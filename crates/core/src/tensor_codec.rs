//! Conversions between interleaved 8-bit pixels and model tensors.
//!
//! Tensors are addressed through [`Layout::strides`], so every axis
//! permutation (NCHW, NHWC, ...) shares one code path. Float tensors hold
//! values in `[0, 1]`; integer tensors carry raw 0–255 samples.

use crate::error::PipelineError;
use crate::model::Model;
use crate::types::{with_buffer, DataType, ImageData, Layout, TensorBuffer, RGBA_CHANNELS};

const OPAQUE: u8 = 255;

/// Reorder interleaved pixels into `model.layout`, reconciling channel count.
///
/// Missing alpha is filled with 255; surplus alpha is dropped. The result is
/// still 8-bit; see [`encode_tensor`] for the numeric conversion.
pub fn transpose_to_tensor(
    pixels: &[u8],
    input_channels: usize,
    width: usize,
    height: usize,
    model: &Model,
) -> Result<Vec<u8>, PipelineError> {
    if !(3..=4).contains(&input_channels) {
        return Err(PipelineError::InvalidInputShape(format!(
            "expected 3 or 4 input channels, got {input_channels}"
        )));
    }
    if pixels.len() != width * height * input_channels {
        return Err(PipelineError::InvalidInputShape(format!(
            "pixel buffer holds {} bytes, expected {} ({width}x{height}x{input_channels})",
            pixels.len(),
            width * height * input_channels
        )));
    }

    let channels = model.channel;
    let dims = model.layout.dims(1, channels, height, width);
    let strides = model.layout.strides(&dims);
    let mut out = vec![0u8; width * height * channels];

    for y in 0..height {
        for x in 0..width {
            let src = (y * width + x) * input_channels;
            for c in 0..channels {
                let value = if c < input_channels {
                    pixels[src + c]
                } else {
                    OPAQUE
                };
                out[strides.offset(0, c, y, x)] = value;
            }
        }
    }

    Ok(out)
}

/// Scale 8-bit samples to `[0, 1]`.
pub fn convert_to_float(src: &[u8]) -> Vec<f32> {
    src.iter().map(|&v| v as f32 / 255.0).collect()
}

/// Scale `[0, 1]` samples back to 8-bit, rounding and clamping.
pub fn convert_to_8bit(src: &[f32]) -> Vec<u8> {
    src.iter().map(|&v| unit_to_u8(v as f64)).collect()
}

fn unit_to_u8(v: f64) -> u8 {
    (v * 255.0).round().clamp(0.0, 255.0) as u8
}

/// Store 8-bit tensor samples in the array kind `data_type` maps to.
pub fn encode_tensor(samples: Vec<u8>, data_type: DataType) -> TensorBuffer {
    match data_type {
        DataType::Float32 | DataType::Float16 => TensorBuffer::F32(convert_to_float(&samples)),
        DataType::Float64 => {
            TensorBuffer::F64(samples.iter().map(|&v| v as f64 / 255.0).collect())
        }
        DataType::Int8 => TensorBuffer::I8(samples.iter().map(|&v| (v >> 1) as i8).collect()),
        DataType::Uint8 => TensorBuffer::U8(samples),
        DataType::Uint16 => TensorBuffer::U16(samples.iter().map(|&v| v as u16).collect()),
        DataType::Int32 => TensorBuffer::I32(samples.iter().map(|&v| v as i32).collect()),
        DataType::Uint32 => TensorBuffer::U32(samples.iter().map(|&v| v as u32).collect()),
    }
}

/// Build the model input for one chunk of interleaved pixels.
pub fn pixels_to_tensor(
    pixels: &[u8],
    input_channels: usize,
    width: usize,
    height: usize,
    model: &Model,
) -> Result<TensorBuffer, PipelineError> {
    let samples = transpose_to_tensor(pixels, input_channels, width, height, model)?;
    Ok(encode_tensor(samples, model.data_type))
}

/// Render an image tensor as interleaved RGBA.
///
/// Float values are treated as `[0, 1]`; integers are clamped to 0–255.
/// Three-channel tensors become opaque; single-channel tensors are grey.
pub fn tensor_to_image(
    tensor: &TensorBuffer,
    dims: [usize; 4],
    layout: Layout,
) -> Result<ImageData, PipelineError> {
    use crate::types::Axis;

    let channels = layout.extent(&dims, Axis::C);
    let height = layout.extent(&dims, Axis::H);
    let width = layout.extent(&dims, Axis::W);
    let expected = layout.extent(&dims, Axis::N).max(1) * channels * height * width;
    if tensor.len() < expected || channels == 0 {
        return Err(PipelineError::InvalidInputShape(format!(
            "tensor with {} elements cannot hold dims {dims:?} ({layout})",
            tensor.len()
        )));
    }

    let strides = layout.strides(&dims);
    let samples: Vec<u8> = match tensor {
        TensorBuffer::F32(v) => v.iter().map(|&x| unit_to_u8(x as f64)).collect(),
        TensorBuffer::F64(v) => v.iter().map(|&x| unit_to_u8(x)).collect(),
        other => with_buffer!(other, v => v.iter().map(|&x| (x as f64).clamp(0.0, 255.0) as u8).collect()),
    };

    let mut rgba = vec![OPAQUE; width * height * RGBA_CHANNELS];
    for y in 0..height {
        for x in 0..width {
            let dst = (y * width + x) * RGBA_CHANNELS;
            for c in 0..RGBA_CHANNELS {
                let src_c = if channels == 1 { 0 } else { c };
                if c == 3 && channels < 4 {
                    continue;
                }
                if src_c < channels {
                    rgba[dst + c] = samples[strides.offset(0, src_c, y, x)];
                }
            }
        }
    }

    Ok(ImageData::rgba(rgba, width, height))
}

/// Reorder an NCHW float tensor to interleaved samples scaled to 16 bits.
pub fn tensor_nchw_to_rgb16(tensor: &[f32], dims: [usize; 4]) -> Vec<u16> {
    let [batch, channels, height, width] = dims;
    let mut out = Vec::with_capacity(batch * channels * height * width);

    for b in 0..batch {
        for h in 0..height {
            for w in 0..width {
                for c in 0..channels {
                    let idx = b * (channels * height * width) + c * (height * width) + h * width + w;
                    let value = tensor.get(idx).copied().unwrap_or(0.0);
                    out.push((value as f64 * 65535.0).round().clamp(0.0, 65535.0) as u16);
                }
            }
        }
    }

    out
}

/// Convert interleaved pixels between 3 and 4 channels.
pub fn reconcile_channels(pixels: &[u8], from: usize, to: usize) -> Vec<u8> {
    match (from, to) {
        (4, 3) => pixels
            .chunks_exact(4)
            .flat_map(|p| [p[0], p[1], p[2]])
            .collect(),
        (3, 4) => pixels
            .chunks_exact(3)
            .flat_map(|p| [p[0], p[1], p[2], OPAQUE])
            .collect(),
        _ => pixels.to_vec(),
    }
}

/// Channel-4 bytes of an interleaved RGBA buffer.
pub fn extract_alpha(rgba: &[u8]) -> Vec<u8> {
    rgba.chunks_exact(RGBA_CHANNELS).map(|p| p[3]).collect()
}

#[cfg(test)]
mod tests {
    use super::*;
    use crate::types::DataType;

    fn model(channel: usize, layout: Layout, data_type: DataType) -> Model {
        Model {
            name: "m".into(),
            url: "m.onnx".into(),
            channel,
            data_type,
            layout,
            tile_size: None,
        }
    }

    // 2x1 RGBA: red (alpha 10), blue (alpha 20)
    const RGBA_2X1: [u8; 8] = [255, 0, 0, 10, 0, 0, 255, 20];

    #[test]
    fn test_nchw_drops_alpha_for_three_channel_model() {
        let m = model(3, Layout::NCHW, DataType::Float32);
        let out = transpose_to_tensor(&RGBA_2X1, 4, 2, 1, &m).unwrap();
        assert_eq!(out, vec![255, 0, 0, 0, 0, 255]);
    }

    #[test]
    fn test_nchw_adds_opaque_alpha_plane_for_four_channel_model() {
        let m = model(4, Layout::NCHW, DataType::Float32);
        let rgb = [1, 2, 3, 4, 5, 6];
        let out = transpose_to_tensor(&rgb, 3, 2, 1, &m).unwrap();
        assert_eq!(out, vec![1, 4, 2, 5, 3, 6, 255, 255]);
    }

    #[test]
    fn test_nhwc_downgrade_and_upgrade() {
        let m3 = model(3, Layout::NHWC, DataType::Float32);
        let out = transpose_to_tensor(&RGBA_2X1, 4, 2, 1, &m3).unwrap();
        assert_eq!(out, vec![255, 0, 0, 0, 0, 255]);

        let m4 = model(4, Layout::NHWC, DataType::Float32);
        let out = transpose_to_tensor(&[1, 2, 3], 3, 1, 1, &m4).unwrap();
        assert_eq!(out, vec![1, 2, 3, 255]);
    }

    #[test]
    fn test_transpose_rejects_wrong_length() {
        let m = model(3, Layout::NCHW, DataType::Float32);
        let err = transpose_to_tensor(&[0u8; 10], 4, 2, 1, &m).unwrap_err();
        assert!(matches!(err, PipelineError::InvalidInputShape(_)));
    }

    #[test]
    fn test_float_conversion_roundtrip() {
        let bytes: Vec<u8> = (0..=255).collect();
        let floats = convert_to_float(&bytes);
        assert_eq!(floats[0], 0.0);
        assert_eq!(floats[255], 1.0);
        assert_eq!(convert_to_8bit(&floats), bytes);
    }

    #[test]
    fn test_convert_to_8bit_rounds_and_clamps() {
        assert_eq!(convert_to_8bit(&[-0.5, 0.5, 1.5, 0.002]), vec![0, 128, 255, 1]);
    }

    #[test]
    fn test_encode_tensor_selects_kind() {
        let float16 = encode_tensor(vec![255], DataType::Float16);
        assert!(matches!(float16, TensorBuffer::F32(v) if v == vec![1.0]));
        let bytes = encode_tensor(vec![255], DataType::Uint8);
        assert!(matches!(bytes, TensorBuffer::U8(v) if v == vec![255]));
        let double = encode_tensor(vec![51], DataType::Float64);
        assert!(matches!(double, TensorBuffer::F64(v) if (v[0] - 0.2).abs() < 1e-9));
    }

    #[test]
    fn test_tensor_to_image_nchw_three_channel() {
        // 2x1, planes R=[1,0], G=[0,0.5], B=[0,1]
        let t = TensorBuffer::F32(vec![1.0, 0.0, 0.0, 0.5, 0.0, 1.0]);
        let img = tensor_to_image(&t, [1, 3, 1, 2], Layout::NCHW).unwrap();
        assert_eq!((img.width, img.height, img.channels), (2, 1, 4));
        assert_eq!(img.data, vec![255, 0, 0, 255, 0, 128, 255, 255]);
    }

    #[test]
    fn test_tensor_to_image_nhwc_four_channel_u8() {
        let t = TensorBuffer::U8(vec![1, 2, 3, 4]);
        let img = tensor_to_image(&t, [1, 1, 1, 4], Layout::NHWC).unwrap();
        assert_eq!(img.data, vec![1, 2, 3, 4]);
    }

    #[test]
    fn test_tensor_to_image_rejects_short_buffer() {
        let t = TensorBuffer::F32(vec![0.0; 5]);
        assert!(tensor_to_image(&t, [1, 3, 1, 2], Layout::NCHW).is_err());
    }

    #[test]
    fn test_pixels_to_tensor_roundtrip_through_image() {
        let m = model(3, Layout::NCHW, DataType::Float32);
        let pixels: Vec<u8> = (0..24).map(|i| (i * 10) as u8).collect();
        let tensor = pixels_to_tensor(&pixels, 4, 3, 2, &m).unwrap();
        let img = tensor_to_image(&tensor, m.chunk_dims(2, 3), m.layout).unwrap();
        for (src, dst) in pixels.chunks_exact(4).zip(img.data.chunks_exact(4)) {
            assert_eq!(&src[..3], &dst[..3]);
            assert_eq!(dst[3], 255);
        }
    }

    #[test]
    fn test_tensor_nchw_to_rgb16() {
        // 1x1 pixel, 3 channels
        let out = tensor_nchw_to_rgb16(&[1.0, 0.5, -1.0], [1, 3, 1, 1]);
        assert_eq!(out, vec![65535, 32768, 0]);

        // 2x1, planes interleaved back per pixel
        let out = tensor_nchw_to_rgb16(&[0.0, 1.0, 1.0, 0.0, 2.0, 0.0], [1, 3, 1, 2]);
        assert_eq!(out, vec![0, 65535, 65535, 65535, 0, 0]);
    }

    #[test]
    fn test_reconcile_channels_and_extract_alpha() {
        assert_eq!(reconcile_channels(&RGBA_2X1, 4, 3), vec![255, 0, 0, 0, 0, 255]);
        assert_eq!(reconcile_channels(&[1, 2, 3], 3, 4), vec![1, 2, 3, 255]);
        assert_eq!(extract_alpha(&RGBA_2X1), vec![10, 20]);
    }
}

○ ○ ○ ○ ○

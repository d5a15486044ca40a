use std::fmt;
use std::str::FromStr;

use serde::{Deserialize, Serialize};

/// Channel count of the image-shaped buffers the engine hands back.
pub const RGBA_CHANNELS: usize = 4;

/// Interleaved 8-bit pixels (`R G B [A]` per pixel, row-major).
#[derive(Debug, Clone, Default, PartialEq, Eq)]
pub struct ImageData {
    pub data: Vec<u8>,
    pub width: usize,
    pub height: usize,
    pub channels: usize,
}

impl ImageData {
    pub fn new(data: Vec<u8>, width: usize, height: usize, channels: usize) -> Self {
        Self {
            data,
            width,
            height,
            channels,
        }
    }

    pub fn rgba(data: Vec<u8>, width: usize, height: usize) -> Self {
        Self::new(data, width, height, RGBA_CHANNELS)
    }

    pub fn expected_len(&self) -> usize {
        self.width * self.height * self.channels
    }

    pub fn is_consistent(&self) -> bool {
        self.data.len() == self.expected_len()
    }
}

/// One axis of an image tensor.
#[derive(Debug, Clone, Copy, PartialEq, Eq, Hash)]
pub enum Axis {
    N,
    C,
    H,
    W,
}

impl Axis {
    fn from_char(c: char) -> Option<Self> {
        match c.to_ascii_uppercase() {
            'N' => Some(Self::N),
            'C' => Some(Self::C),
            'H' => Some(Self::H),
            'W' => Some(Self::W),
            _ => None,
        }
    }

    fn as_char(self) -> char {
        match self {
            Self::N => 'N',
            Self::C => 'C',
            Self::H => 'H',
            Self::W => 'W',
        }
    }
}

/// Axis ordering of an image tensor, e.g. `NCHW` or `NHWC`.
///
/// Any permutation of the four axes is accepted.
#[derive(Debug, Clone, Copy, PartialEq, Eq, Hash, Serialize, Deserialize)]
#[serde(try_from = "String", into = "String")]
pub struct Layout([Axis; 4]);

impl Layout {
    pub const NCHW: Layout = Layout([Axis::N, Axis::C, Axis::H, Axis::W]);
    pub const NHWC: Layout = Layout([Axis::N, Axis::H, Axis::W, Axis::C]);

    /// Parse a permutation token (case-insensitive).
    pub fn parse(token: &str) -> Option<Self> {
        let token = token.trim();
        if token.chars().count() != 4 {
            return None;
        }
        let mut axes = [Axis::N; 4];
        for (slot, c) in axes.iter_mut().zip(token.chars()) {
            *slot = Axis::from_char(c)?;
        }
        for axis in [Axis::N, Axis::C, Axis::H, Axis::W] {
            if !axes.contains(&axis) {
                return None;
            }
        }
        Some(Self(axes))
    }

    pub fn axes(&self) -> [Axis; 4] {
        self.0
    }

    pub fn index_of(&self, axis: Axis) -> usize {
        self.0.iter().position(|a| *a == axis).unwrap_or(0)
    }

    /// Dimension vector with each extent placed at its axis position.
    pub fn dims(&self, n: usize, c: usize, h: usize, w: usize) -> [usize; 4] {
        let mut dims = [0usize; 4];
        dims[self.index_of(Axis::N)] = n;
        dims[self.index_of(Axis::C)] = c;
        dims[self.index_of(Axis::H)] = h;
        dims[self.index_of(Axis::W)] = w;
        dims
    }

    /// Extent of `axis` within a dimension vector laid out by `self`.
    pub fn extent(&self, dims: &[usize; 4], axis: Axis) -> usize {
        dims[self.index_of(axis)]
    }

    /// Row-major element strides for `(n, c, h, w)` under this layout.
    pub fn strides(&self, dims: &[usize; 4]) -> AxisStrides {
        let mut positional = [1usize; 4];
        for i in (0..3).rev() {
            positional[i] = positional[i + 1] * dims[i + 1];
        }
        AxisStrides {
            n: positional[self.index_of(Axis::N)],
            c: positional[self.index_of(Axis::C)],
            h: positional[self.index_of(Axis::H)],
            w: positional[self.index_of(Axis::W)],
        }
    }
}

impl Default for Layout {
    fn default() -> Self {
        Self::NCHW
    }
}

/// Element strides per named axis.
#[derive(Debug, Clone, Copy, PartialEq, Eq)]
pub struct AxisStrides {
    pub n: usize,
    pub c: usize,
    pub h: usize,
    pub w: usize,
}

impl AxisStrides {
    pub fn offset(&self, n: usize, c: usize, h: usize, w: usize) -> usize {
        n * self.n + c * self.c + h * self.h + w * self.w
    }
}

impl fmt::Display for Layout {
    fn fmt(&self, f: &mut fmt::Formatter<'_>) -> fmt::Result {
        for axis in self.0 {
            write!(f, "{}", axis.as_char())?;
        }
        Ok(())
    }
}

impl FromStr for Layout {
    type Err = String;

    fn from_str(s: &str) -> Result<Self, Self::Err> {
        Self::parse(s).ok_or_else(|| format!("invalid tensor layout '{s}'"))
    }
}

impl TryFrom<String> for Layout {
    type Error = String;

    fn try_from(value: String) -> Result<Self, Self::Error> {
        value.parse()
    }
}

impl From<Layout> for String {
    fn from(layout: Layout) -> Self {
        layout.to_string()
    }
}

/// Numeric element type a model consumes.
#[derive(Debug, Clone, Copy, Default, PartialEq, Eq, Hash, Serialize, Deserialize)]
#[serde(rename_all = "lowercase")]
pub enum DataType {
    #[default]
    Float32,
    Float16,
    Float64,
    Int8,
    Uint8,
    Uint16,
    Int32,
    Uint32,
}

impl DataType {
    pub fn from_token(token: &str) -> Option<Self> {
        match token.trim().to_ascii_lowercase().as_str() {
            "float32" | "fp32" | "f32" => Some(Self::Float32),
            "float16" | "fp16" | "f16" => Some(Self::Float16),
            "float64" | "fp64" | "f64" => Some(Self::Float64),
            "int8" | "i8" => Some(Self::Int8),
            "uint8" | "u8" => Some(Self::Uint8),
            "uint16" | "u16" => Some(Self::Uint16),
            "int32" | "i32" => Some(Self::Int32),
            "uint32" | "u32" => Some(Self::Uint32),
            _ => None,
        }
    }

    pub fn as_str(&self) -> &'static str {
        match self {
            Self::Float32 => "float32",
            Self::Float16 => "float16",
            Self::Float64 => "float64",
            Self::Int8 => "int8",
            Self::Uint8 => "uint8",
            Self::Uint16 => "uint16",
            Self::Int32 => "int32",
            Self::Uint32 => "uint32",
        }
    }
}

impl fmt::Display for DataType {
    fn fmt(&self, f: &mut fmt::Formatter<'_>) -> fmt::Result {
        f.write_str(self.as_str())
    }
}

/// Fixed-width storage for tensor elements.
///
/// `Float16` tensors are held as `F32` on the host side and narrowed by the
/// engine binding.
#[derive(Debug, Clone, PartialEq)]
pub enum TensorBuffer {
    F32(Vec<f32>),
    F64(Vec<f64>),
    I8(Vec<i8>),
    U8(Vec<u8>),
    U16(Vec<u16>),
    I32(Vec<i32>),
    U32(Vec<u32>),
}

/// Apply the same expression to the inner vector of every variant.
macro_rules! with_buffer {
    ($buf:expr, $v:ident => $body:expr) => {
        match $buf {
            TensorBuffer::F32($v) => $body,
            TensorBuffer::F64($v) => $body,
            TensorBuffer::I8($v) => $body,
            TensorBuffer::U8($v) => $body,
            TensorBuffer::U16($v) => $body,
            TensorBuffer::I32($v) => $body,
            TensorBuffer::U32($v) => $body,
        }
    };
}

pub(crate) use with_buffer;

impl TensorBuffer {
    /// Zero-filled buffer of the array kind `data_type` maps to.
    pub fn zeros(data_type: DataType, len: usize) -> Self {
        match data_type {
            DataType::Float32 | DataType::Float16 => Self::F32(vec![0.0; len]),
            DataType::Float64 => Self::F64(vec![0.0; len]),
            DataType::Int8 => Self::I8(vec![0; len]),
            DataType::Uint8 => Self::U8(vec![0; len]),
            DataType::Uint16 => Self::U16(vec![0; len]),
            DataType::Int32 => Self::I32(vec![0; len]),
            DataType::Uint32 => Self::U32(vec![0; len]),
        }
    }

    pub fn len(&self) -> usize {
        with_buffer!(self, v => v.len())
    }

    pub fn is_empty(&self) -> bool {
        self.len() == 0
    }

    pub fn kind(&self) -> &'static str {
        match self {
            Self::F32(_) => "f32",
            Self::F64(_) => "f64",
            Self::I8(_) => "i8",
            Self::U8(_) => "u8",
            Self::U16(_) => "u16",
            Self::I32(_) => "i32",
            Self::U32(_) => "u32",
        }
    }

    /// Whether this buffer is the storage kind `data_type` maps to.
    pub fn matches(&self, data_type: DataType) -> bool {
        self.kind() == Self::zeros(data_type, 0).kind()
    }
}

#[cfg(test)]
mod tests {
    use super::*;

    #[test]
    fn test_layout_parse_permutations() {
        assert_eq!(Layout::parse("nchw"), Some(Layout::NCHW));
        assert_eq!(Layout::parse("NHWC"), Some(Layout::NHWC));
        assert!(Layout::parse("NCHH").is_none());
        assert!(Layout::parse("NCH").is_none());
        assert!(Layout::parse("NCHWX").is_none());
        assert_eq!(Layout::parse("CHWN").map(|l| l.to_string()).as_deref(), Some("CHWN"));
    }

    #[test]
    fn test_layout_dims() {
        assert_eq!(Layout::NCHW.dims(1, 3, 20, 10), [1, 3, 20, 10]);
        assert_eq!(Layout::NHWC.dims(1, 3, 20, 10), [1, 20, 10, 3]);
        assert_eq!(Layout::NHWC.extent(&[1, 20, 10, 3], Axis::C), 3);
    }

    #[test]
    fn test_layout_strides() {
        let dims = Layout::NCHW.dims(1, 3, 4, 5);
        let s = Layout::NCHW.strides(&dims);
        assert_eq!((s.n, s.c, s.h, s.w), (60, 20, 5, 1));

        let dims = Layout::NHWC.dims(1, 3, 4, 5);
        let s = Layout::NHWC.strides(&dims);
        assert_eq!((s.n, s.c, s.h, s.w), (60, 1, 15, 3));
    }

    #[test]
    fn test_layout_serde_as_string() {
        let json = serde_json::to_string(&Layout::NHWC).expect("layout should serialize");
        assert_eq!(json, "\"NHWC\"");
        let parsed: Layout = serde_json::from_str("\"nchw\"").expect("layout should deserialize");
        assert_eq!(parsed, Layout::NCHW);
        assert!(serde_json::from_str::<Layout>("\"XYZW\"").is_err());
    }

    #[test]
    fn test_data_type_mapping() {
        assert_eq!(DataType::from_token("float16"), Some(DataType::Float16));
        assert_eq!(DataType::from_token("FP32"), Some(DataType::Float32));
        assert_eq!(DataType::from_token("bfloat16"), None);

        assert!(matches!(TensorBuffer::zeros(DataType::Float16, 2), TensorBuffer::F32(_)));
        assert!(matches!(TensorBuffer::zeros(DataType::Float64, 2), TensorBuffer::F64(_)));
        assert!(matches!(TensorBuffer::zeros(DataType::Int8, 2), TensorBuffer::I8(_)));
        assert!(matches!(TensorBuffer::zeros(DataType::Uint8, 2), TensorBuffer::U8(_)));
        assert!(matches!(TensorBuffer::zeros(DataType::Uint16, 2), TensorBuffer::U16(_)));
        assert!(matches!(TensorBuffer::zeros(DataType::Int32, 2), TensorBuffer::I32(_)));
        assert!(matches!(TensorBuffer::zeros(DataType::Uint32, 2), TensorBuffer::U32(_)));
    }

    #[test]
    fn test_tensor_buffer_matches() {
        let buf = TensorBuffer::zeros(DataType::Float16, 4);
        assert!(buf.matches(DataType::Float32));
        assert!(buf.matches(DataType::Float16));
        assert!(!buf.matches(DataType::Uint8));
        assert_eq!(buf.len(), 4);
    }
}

○ ○ ○ ○ ○

■ WHAT THIS TASK INVOLVES: Only the lines above from the one with "if c == 3 && channels" through the one with "let idx = b" should be duplicated, character for character.

■ ANSWER SPACE:
                if c == 3 && channels < 4 {
                    continue;
                }
                if src_c < channels {
                    rgba[dst + c] = samples[strides.offset(0, src_c, y, x)];
                }
            }
        }
    }

    Ok(ImageData::rgba(rgba, width, height))
}

/// Reorder an NCHW float tensor to interleaved samples scaled to 16 bits.
pub fn tensor_nchw_to_rgb16(tensor: &[f32], dims: [usize; 4]) -> Vec<u16> {
    let [batch, channels, height, width] = dims;
    let mut out = Vec::with_capacity(batch * channels * height * width);

    for b in 0..batch {
        for h in 0..height {
            for w in 0..width {
                for c in 0..channels {
                    let idx = b * (channels * height * width) + c * (height * width) + h * width + w;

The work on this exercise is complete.